As expected, segregation distortion depends on X chromosome genotype. Males that have a USA-like X genotype (ct sd y se; genotype 1) produce nearly even sex ratios, while males that have a Bogota-like genotype (ct+ sd+ y+ se+; genotype 16) produce mostly daughters. Figure 2 also shows that gene(s) tightly linked to se are essential for segregation distortion: genotypes 1–8, which carry USA material at se, produce nearly even sex ratios, while genotypes 9–16, which carry Bogota material at se, often produce biased sex ratios (t = 8.08, P < 0.0001). Perhaps most remarkably, ct+ sd+ y+ se males (genotype 8), which carry Bogota material at all markers except se, produce nearly even sex ratios, while ct+ sd+ y+ se+ males (genotype 16), which also carry Bogota material at se, produce very biased sex ratios. Segregation distortion thus requires Bogota material near se. Restricting our attention to hybrids that carry se+, Figure 2 also shows that the y and sd regions have large effects on sex ratio (y: t = 5.02, P < 0.0001; sd: t = 2.65, P = 0.0099). The ct region has a lesser effect on sex ratio (t = 1.53, P = 0.13, although this contrast is significant with a nonparametric test). Looking across Figure 2, it appears that genes residing on both the left arm (XL: sd, y, and perhaps ct) and the right arm (XR: se) of the X chromosome affect offspring sex ratio.

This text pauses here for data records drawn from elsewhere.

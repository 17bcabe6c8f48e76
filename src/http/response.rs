//! HTTP response building module
//!
//! Builders for the handful of responses the mock server sends.

use http_body_util::Full;
use hyper::body::Bytes;
use hyper::header::{CONTENT_LENGTH, CONTENT_TYPE, LOCATION};
use hyper::{Response, StatusCode};

/// Build 200 response carrying a file; HEAD keeps the headers and drops the body
pub fn build_file_response(data: Bytes, content_type: &str, is_head: bool) -> Response<Full<Bytes>> {
    let content_length = data.len();
    let body = if is_head { Bytes::new() } else { data };

    Response::builder()
        .status(StatusCode::OK)
        .header(CONTENT_TYPE, content_type)
        .header(CONTENT_LENGTH, content_length)
        .body(Full::new(body))
        .unwrap_or_else(|e| {
            log_build_error("200", &e);
            Response::new(Full::new(Bytes::new()))
        })
}

/// Build 404 Not Found response with an empty body
pub fn build_404_response() -> Response<Full<Bytes>> {
    let mut response = Response::new(Full::new(Bytes::new()));
    *response.status_mut() = StatusCode::NOT_FOUND;
    response
}

/// Build 301 redirect to the directory form of a path
pub fn build_redirect_response(target: &str) -> Response<Full<Bytes>> {
    Response::builder()
        .status(StatusCode::MOVED_PERMANENTLY)
        .header(LOCATION, target)
        .body(Full::new(Bytes::new()))
        .unwrap_or_else(|e| {
            log_build_error("301", &e);
            build_404_response()
        })
}

/// Build 500 response for files that vanished or became unreadable after dispatch
pub fn build_500_response() -> Response<Full<Bytes>> {
    let mut response = Response::new(Full::new(Bytes::new()));
    *response.status_mut() = StatusCode::INTERNAL_SERVER_ERROR;
    response
}

/// Log response build error
fn log_build_error(status: &str, error: &hyper::http::Error) {
    crate::logger::log_error(&format!("Failed to build {status} response: {error}"));
}
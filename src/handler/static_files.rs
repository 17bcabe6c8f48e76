//! Static file serving module
//!
//! Reads the file chosen by the router and builds the response.

use crate::http::{self, mime};
use crate::logger;
use http_body_util::Full;
use hyper::body::Bytes;
use hyper::Response;
use std::io;
use std::path::Path;
use tokio::fs;

/// Load a file and its content type
pub async fn load_file(path: &Path) -> io::Result<(Bytes, &'static str)> {
    let content = fs::read(path).await?;
    Ok((Bytes::from(content), mime::content_type_for(path)))
}

/// Serve a file picked by the router
///
/// The file existed at dispatch time; if it is gone by now the request is
/// answered as not found, any other read failure as a server error.
pub async fn serve_file(path: &Path, request_path: &str, is_head: bool) -> Response<Full<Bytes>> {
    match load_file(path).await {
        Ok((content, content_type)) => http::build_file_response(content, content_type, is_head),
        Err(e) if e.kind() == io::ErrorKind::NotFound => {
            logger::log_not_found(request_path);
            http::build_404_response()
        }
        Err(e) => {
            logger::log_error(&format!("Failed to read file '{}': {e}", path.display()));
            http::build_500_response()
        }
    }
}
//! Ordered fallthrough router
//!
//! Entries are tried in registration order. Every entry whose location covers
//! the request path gets a chance to supply a file; a miss moves on to the next
//! covering entry instead of ending the search. This lets an override directory
//! be layered ahead of a fallback directory under the same location.

use super::matcher::{decode_segments, is_directory_suffix, strip_location};
use crate::config::{Entry, RouteTable};
use std::path::{Path, PathBuf};

/// Outcome of routing one request path
#[derive(Debug, Clone, PartialEq, Eq)]
pub enum Dispatch {
    /// File that answers the request
    Found(PathBuf),
    /// Directory requested without its trailing slash; carries the corrected path
    Redirect(String),
    /// No entry produced a file; carries the request path for reporting
    NotFound(String),
}

/// What a single entry offers for a request
enum Candidate {
    File(PathBuf),
    Directory,
    Miss,
}

/// Immutable routing state shared by every connection
#[derive(Debug, Clone, PartialEq, Eq)]
pub struct Router {
    routes: RouteTable,
    index_files: Vec<String>,
}

impl Router {
    pub const fn new(routes: RouteTable, index_files: Vec<String>) -> Self {
        Self {
            routes,
            index_files,
        }
    }

    pub const fn routes(&self) -> &RouteTable {
        &self.routes
    }

    pub fn index_files(&self) -> &[String] {
        &self.index_files
    }

    /// Decide which registered entry serves `request_path`.
    ///
    /// Only reads the filesystem; safe to call concurrently.
    ///
    /// A file from any covering entry beats a directory hit. The trailing-slash
    /// redirect is only issued when no entry supplies a file.
    pub fn dispatch(&self, request_path: &str) -> Dispatch {
        let mut directory_hit = false;

        for entry in &self.routes {
            let Some(suffix) = strip_location(&entry.location, request_path) else {
                continue;
            };

            match self.candidate(entry, suffix) {
                Candidate::File(path) => return Dispatch::Found(path),
                Candidate::Directory => directory_hit = true,
                Candidate::Miss => {}
            }
        }

        if directory_hit {
            Dispatch::Redirect(redirect_target(request_path))
        } else {
            Dispatch::NotFound(request_path.to_string())
        }
    }

    fn candidate(&self, entry: &Entry, suffix: &str) -> Candidate {
        // A file entry answers only for its exact location
        if is_file(&entry.path) {
            return if suffix.is_empty() {
                Candidate::File(entry.path.clone())
            } else {
                Candidate::Miss
            };
        }

        let Some(segments) = decode_segments(suffix) else {
            return Candidate::Miss;
        };
        let base = segments
            .iter()
            .fold(entry.path.clone(), |path, segment| path.join(segment));

        if is_directory_suffix(suffix) {
            return self
                .index_files
                .iter()
                .map(|name| base.join(name))
                .find(|path| is_file(path))
                .map_or(Candidate::Miss, Candidate::File);
        }

        if is_file(&base) {
            Candidate::File(base)
        } else if base.is_dir() {
            Candidate::Directory
        } else {
            Candidate::Miss
        }
    }
}

/// `request_path` with a trailing slash and exactly one leading slash.
///
/// `//host/dir` must not become a scheme-relative `Location`.
fn redirect_target(request_path: &str) -> String {
    format!("/{}/", request_path.trim_start_matches('/'))
}

fn is_file(path: &Path) -> bool {
    path.metadata().is_ok_and(|m| m.is_file())
}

The X-linked genes causing segregation distortion also show strong conspecific epistasis: comparisons among genotypes 1–4 and 9 reveal that no single X chromosome region from Bogota has any effect on sex ratio by itself. Instead, sex ratio distortion appears only when several X chromosome regions from Bogota are jointly introgressed into a USA background. It also appears that at least one gene causing segregation distortion is loosely linked to our X-linked markers, since the most Bogota-like of our backcross genotypes (ct+ sd+ y+ se+; genotype 16) does not suffer full F1-male-like levels of segregation distortion.
Hybrid segregation distortion and hybrid male sterility:
Although crude, the above mapping results resemble those from our previous work on hybrid male sterility between the Bogota and USA subspecies (Orr and Irving 2001). Indeed the same regions of the Bogota X chromosome are involved in both hybrid male sterility and hybrid segregation distortion and these regions show a similar pattern of complex conspecific epistasis for both phenotypes. Moreover, the region near se plays a large—and necessary—role in both hybrid segregation distortion and hybrid male sterility. Our findings are, then, at least consistent with the idea that the same genes cause both phenomena. Indeed throughout many of the above crosses we noticed that hybrid males that show segregation distortion produce few progeny, while males that do not show segregation distortion produce many progeny.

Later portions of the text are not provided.